Similarly, investors, founders, and “other” respondents were also unanimous in ranking human resources as the business function with the least current automation potential. It seems plausible that job automation in the HR department is less likely than the BI department, and that the predictions of our respondents would reflect this.

A uniform response for “highs” and “lows” was not expected, and seems to signal that there is strong shared sentiment around those two particular business functions.

While there seemed to be relative consensus around business intelligence, human resources, and marketing, other business functions – such as security and finance – didn’t have the same uniform optimism or pessimism across respondent groups.

Automation Predictions – 5 Years Out

It seemed highly unlikely from the outset, but one major trend resounded from the “Current” survey section to the responses in the “5 Year Future” section: Business intelligence again ranked highest amongst all options by all three groups, and human resources again ranked dead last for all three groups as well.

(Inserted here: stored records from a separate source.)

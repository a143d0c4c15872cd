//! Stage 2 — instructor assignment and load balancing.
//!
//! Realizes Stage 1's aggregate start counts into individual batches,
//! then assigns every batch to an instructor from a synthetic per-skill
//! pool. MILP over binary (batch, instructor) variables, solved with
//! HiGHS via `good_lp`:
//!
//! - *coverage*: each batch gets exactly one same-skill instructor;
//! - *capacity*: per instructor and calendar month, assigned batches in
//!   session never exceed the monthly capacity;
//! - *usage*: a binary per instructor is forced to 1 iff they carry at
//!   least one batch (big-M link `load <= M*used`, `used <= load`);
//! - *spread*: `max_load - min_used_load <= max_spread`, where the
//!   minimum substitutes the running maximum for unused instructors so
//!   zero-load identities never drag the minimum down. The substitution
//!   keeps the model static-shaped instead of filtering a dynamic set.
//!
//! The objective is a weighted sum standing in for lexicographic
//! (instructor count, then spread) minimization: the headcount weight
//! is raised at build time until it strictly dominates the spread
//! term's range, so the priority never silently inverts.
//!
//! # Reference
//! Williams (2013), "Model Building in Mathematical Programming",
//! Ch. 9 (indicator variables and big-M linking)

use std::collections::{BTreeMap, HashMap};

use good_lp::solvers::highs::highs;
use good_lp::*;
use log::{info, warn};
use serde::{Deserialize, Serialize};
use thiserror::Error;

use crate::models::{staff_pool, Assignment, Batch, MonthCalendar, PlanParams, Project, Skill, Staff};
use crate::stages::leveling::LevelingResult;

/// Stage 2 output: committed assignments and realized load statistics.
#[derive(Debug, Clone, Serialize, Deserialize)]
pub struct AssignmentResult {
    /// One entry per batch, pairing it with its instructor.
    pub assignments: Vec<Assignment>,
    /// Every batch realized from the Stage 1 schedule.
    pub batches: Vec<Batch>,
    /// Instructors with at least one assignment, (skill, ordinal) order.
    pub staff_used: Vec<Staff>,
    /// Total assignment count per used instructor id.
    pub loads: BTreeMap<String, u32>,
    /// Achieved spread: max load − min load among used instructors.
    pub spread: u32,
    /// Number of distinct instructors used.
    pub staff_count: usize,
}

/// Stage 2 failures.
#[derive(Debug, Error, PartialEq, Eq)]
pub enum AssignmentError {
    /// The schedule expands to zero batches.
    #[error("assignment model has no variables: the schedule contains no batches")]
    EmptyModel,

    /// No assignment satisfies coverage, capacity, and spread together.
    #[error(
        "instructor assignment is infeasible: raise the spread bound or the \
         per-instructor capacity"
    )]
    Infeasible,

    /// The time budget ran out before any feasible assignment was found.
    #[error(
        "assignment solver exhausted its time budget with no feasible \
         solution: raise the timeout or the spread bound"
    )]
    TimeoutNoSolution,
}

/// Expands a committed start-month schedule into individual batches.
///
/// One `Batch` per unit of count, inheriting duration and skill from
/// the owning project; batch sequence numbers are global across the
/// run, matching the original identifier scheme.
pub fn expand_batches(leveling: &LevelingResult, projects: &[Project]) -> Vec<Batch> {
    let mut batches = Vec::new();
    let mut seq = 0usize;
    for project in projects {
        let Some(slots) = leveling.schedule.get(&project.name) else {
            continue;
        };
        for slot in slots {
            for _ in 0..slot.count {
                batches.push(Batch::new(
                    project.name.clone(),
                    slot.skill,
                    slot.start,
                    project.duration,
                    seq,
                ));
                seq += 1;
            }
        }
    }
    batches
}

/// Assigns every scheduled batch to an instructor, minimizing headcount
/// first and load spread second.
pub fn assign_staff(
    leveling: &LevelingResult,
    projects: &[Project],
    calendar: &MonthCalendar,
    params: &PlanParams,
) -> Result<AssignmentResult, AssignmentError> {
    let batches = expand_batches(leveling, projects);
    if batches.is_empty() {
        return Err(AssignmentError::EmptyModel);
    }

    // One instructor per batch is an exact upper bound on how many the
    // solver can ever use, so the pool is never the binding constraint.
    let mut pool: Vec<Staff> = Vec::new();
    for skill in Skill::ALL {
        let demand = batches.iter().filter(|b| b.skill == skill).count() as u32;
        pool.extend(staff_pool(skill, demand, params.staff_capacity));
    }
    info!(
        "stage 2: assigning {} batches to a pool of {} instructor(s)",
        batches.len(),
        pool.len()
    );

    // Session months per batch, from the calendar's single walk.
    let active: Vec<Vec<usize>> = batches
        .iter()
        .map(|b| b.active_months(calendar))
        .collect();

    let total_batches = batches.len() as f64;
    let mut vars = variables!();

    // assign[(batch, staff)] for same-skill pairs only.
    let mut assign: HashMap<(usize, usize), Variable> = HashMap::new();
    for (b_idx, batch) in batches.iter().enumerate() {
        for (s_idx, staff) in pool.iter().enumerate() {
            if staff.skill == batch.skill {
                assign.insert(
                    (b_idx, s_idx),
                    vars.add(variable().binary().name(format!("a_{b_idx}_{s_idx}"))),
                );
            }
        }
    }

    let load: Vec<Variable> = (0..pool.len())
        .map(|s_idx| {
            vars.add(
                variable()
                    .integer()
                    .min(0)
                    .max(total_batches)
                    .name(format!("load_{s_idx}")),
            )
        })
        .collect();
    let used: Vec<Variable> = (0..pool.len())
        .map(|s_idx| vars.add(variable().binary().name(format!("used_{s_idx}"))))
        .collect();
    let max_load = vars.add(variable().integer().min(0).max(total_batches).name("max_load"));
    let min_used_load = vars.add(
        variable()
            .integer()
            .min(0)
            .max(total_batches)
            .name("min_used_load"),
    );

    // Weighted stand-in for lexicographic (headcount, spread): the
    // headcount weight must exceed the spread term's largest possible
    // value, derived from the bounds rather than assumed.
    let spread_range = f64::from(params.max_spread).min(total_batches);
    let spread_weight = f64::from(params.spread_weight);
    let staff_weight =
        f64::from(params.staff_weight).max(spread_weight * (spread_range + 1.0));

    let headcount = used
        .iter()
        .fold(Expression::from(0.0), |acc, &u| acc + u);
    let objective = headcount * staff_weight + (max_load - min_used_load) * spread_weight;

    let mut model = vars
        .minimise(objective)
        .using(highs)
        .with_time_limit(params.timeout_secs as f64);

    // Coverage: exactly one instructor per batch.
    for (b_idx, _) in batches.iter().enumerate() {
        let covered = (0..pool.len())
            .filter_map(|s_idx| assign.get(&(b_idx, s_idx)))
            .fold(Expression::from(0.0), |acc, &v| acc + v);
        model.add_constraint(covered.eq(1.0));
    }

    // Monthly capacity per instructor.
    for (s_idx, staff) in pool.iter().enumerate() {
        for m in 0..calendar.len() {
            let in_month: Vec<Variable> = (0..batches.len())
                .filter(|&b_idx| active[b_idx].contains(&m))
                .filter_map(|b_idx| assign.get(&(b_idx, s_idx)).copied())
                .collect();
            if !in_month.is_empty() {
                let total = in_month
                    .iter()
                    .fold(Expression::from(0.0), |acc, &v| acc + v);
                model.add_constraint(total.leq(f64::from(staff.capacity)));
            }
        }
    }

    let big_m = total_batches;
    for s_idx in 0..pool.len() {
        // load == total assignments of this instructor.
        let carried = (0..batches.len())
            .filter_map(|b_idx| assign.get(&(b_idx, s_idx)))
            .fold(Expression::from(0.0), |acc, &v| acc + v);
        model.add_constraint((carried - load[s_idx]).eq(0.0));

        // used <=> load >= 1.
        model.add_constraint((load[s_idx] - big_m * used[s_idx]).leq(0.0));
        model.add_constraint((used[s_idx] - load[s_idx]).leq(0.0));

        // max_load tracks every load from above.
        model.add_constraint((load[s_idx] - max_load).leq(0.0));

        // Unused instructors substitute max_load in the minimum, so the
        // spread only ranges over instructors that actually teach.
        model.add_constraint((min_used_load - load[s_idx] + big_m * used[s_idx]).leq(big_m));
    }
    model.add_constraint((min_used_load - max_load).leq(0.0));
    model.add_constraint((max_load - min_used_load).leq(f64::from(params.max_spread)));

    let solution = match model.solve() {
        Ok(solution) => solution,
        Err(ResolutionError::Infeasible) => {
            warn!("stage 2: solver reported infeasible");
            return Err(AssignmentError::Infeasible);
        }
        Err(status) => {
            warn!("stage 2: no solution, solver status: {status}");
            return Err(AssignmentError::TimeoutNoSolution);
        }
    };

    // Commit assignments; loads and spread are recomputed from the
    // committed pairs rather than read off solver variables.
    let mut assignments = Vec::with_capacity(batches.len());
    for (b_idx, batch) in batches.iter().enumerate() {
        for (s_idx, staff) in pool.iter().enumerate() {
            if let Some(&var) = assign.get(&(b_idx, s_idx)) {
                if solution.value(var) >= 0.5 {
                    assignments.push(Assignment::new(batch.clone(), staff.clone()));
                    break;
                }
            }
        }
    }

    let mut loads: BTreeMap<String, u32> = BTreeMap::new();
    for a in &assignments {
        *loads.entry(a.staff.id.clone()).or_insert(0) += 1;
    }
    let spread = match (loads.values().max(), loads.values().min()) {
        (Some(&max), Some(&min)) => max - min,
        _ => 0,
    };

    let mut staff_used: Vec<Staff> = pool
        .into_iter()
        .filter(|s| loads.contains_key(&s.id))
        .collect();
    staff_used.sort_by_key(|s| (s.skill, s.ordinal));
    let staff_count = staff_used.len();

    info!(
        "stage 2: solved, {} instructor(s) used, spread {}",
        staff_count, spread
    );

    Ok(AssignmentResult {
        assignments,
        batches,
        staff_used,
        loads,
        spread,
        staff_count,
    })
}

Based on the survey size (78 respondents, about one third investors, one third founders, one third “other”), this is by no means conclusive. There are no “conclusive” predictions in the first place (good startup idea though, someone should work on that). Rather, this seems

Manufacturing stands out as a major outlier from “current” to “5 years out.” Ranked among the lowest areas of current automation, manufacturing jumped ahead to nearly overtake business intelligence for the area of most optimism in the coming five years. It is possible that this is due to the heavier hard-cost investment of industrial manufacturing processes as compared to domains like business intelligence, marketing, of finance – where “automation” never has to reach it’s robot arms into the real world.

It is interesting to note that the current industry trends in funding AI and machine learning doesn’t seem to provide much evidence for heavy investment in manufacturing, so we might presume that the optimism of the investors and founders in the crowd spawned from another source.